Dong spoke at the Stewards of the Future conference at North Carolina State University in Raleigh Dec. 3 on how scientists can now use electronic sensors to actually communicate with plants. At Iowa State, Dong and his colleagues are building incredibly small sensors that allow them to accurately monitor the health of plants.

“We’re trying to make sensors that are cheaper and still high performing,” Dong says. 

“The concept of wearable electronic sensors for plants is brand new,” he adds. “The most exciting application of the tape-based sensors we’ve tested so far is the plant sensors. The plant sensors are so tiny they can detect transpiration from plants, but they won’t affect plant growth or crop production.”

The sensors can be used in the field to collect data in real time. “My group is developing soil sensors to monitor nitrogen in the field, transpiration sensors to measure water loss, and wearable sensors to detect volatiles emitted by plants,” Dong adds.

Dong points out that nitrogen is a high input cost for farmers. If they apply more nitrogen than the plant needs, they are wasting money. If they apply less nitrogen than the plant needs, they lose yield. It is difficult to determine the optimum nitrogen input a plant needs.

With sensors, farmers can measure nitrogen uptake in a real time manner.

In their research, Dong and his colleagues are using sensors and managing the response of corn to different fertilizer rates. The sensors show real time measurements of nitrate taken by corn.

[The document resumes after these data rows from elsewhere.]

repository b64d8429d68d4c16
pub mod letters;
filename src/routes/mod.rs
pub mod health;
pub mod puzzles;

use std::sync::Arc;

use axum::{routing::get, Router};

use crate::AppState;

pub fn create_routes() -> Router<Arc<AppState>> {
    Router::new()
        .route("/health", get(health::health_check))
        .nest("/api", api_routes())
}

fn api_routes() -> Router<Arc<AppState>> {
    Router::new()
        .route("/puzzles", axum::routing::post(puzzles::create_puzzle))
        .route(
            "/puzzles/{puzzle_id}",
            get(puzzles::get_puzzle).delete(puzzles::delete_puzzle),
        )
}
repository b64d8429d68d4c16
use crate::{config::PuzzleConfig, error::PuzzleError};

/// Checks the word list and grid sizes coming from the entry form
pub struct WordListValidator {
    max_words: usize,
    min_grid_size: usize,
    max_grid_size: usize,
}

impl WordListValidator {
    pub fn new(config: &PuzzleConfig) -> Self {
        Self {
            max_words: config.max_words,
            min_grid_size: config.min_grid_size,
            max_grid_size: config.max_grid_size,
        }
    }

    /// Trim every entry and drop empty ones, keeping input order
    pub fn clean_words(&self, words: &[String]) -> Result<Vec<String>, PuzzleError> {
        let cleaned: Vec<String> = words
            .iter()
            .map(|word| word.trim())
            .filter(|word| !word.is_empty())
            .map(str::to_string)
            .collect();

        if cleaned.is_empty() {
            return Err(PuzzleError::NoWords);
        }
        if cleaned.len() > self.max_words {
            return Err(PuzzleError::TooManyWords {
                max: self.max_words,
                got: cleaned.len(),
            });
        }
        Ok(cleaned)
    }

    /// Use the requested size if given, otherwise the default; either must be in range
    pub fn grid_size(&self, requested: Option<usize>, default: usize) -> Result<usize, PuzzleError> {
        let size = requested.unwrap_or(default);
        if size < self.min_grid_size || size > self.max_grid_size {
            return Err(PuzzleError::InvalidGridSize {
                size,
                min: self.min_grid_size,
                max: self.max_grid_size,
            });
        }
        Ok(size)
    }

    /// Titles are optional; blank ones count as absent
    pub fn clean_title(title: Option<&str>) -> Option<String> {
        title
            .map(str::trim)
            .filter(|t| !t.is_empty())
            .map(str::to_string)
    }
}
use crate::{models::Position, puzzle::grid::LetterGrid};

/// Where a candidate word crosses an already placed word
#[derive(Debug, Clone, Copy)]
pub struct Crossing {
    /// Offset of the shared letter within the candidate word
    pub candidate_offset: usize,
    pub candidate_len: usize,
    /// Offset of the shared letter within the placed word
    pub placed_offset: usize,
    pub placed_len: usize,
}

impl Crossing {
    fn at_candidate_end(&self) -> bool {
        self.candidate_offset == 0 || self.candidate_offset + 1 == self.candidate_len
    }

    fn at_placed_end(&self) -> bool {
        self.placed_offset == 0 || self.placed_offset + 1 == self.placed_len
    }
}

pub struct Scorer;

impl Scorer {
    /// Score a valid crossing position. Higher is better.
    ///
    /// Scoring rules:
    /// - +2 when the shared letter is at either end of the candidate, otherwise +1
    /// - +1 when the shared letter is at either end of the placed word
    /// - +1 for every cell along the candidate's path that already holds a letter
    pub fn score(grid: &LetterGrid, path: &[Position], crossing: &Crossing) -> u32 {
        let candidate_bonus = if crossing.at_candidate_end() { 2 } else { 1 };
        let placed_bonus = if crossing.at_placed_end() { 1 } else { 0 };

        candidate_bonus + placed_bonus + Self::reuse_bonus(grid, path)
    }

    fn reuse_bonus(grid: &LetterGrid, path: &[Position]) -> u32 {
        grid.occupied_along(path) as u32
    }
}
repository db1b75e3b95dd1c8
//! Staffdesk CLI - Database migrations and management tools.
//!
//! # Usage
//!
//! ```bash
//! # Run database migrations
//! staffdesk-cli migrate
//!
//! # Seed the database with sample employees
//! staffdesk-cli seed --count 25
//! ```
//!
//! # Commands
//!
//! - `migrate` - Run database migrations
//! - `seed` - Insert sample employees for local development

#![cfg_attr(not(test), forbid(unsafe_code))]

use clap::{Parser, Subcommand};

mod commands;

#[derive(Parser)]
#[command(name = "staffdesk-cli")]
#[command(author, version, about = "Staffdesk CLI tools")]
struct Cli {
    #[command(subcommand)]
    command: Commands,
}

#[derive(Subcommand)]
enum Commands {
    /// Run database migrations
    Migrate,
    /// Seed the database with sample employees
    Seed {
        /// Number of sample employees to insert
        #[arg(short, long, default_value_t = 25)]
        count: usize,
    },
}

#[tokio::main]
async fn main() {
    // Initialize tracing
    tracing_subscriber::fmt::init();

    let cli = Cli::parse();

    let result: Result<(), Box<dyn std::error::Error>> = run(cli).await;

    if let Err(e) = result {
        tracing::error!("Command failed: {e}");
        std::process::exit(1);
    }
}

async fn run(cli: Cli) -> Result<(), Box<dyn std::error::Error>> {
    match cli.command {
        Commands::Migrate => commands::migrate::run().await?,
        Commands::Seed { count } => commands::seed::run(count).await?,
    }
    Ok(())
}
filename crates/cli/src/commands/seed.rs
//! Seed the database with sample employees for local development.
//!
//! Seeding is idempotent per email: an employee whose generated email is
//! already present is skipped, so re-running the command never duplicates
//! records (the unique index would reject them anyway).

use chrono::{Duration, Utc};
use rust_decimal::Decimal;
use tracing::info;

use staffdesk_core::Email;
use staffdesk_server::db::{self, EmployeeRepository};
use staffdesk_server::models::NewEmployee;

use super::migrate::database_url;

const FIRST_NAMES: [&str; 10] = [
    "Ann", "Ben", "Carla", "Dmitri", "Elena", "Farid", "Grace", "Hector", "Iris", "Jonas",
];
const LAST_NAMES: [&str; 10] = [
    "Lee", "Okafor", "Smith", "Ivanova", "Garcia", "Nguyen", "Muller", "Rossi", "Tanaka", "Brown",
];
const DEPARTMENTS: [Option<&str>; 5] = [
    Some("Engineering"),
    Some("Sales"),
    Some("Finance"),
    Some("Operations"),
    None,
];
const POSITIONS: [Option<&str>; 4] = [
    Some("Analyst"),
    Some("Manager"),
    Some("Engineer"),
    None,
];

/// Insert `count` sample employees.
///
/// # Errors
///
/// Returns an error if the database URL is missing, the connection fails,
/// or a write fails.
pub async fn run(count: usize) -> Result<(), Box<dyn std::error::Error>> {
    dotenvy::dotenv().ok();

    let database_url = database_url()?;

    info!("Connecting to database...");
    let pool = db::create_pool(&database_url).await?;
    let repo = EmployeeRepository::new(&pool);

    let mut inserted = 0usize;
    for i in 0..count {
        let first = FIRST_NAMES[i % FIRST_NAMES.len()];
        let last = LAST_NAMES[(i / FIRST_NAMES.len() + i) % LAST_NAMES.len()];
        let email = Email::parse(&format!(
            "{}.{}{}@staffdesk.test",
            first.to_lowercase(),
            last.to_lowercase(),
            i
        ))?;

        if repo.email_exists(&email, None).await? {
            continue;
        }

        let new = NewEmployee {
            first_name: first.to_string(),
            last_name: last.to_string(),
            email,
            salary: Decimal::from(45_000 + 2_500 * (i as i64 % 20)),
            hired_on: Utc::now() - Duration::days(30 * i as i64),
            department: DEPARTMENTS[i % DEPARTMENTS.len()].map(str::to_string),
            position: POSITIONS[i % POSITIONS.len()].map(str::to_string),
            phone: None,
            address: None,
        };

        repo.insert(&new).await?;
        inserted += 1;
    }

    info!(inserted, requested = count, "Seeding complete");
    Ok(())
}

“The nitrogen sensors will contribute to the rapid screening of varieties with high nitrogen use efficiencies,” Dong said.

Dong and his team have developed plant wearable sensors that can dynamically track water leaving the plant and how fast water actually moves from roots to leaves. The sensors allow them to actually measure water loss from the plants.

“Information on transpiration and water dynamics could be used as phenotypes to screen varieties for drought tolerance. This will enable breeders to identify hybrids with high water use efficiency,” he says.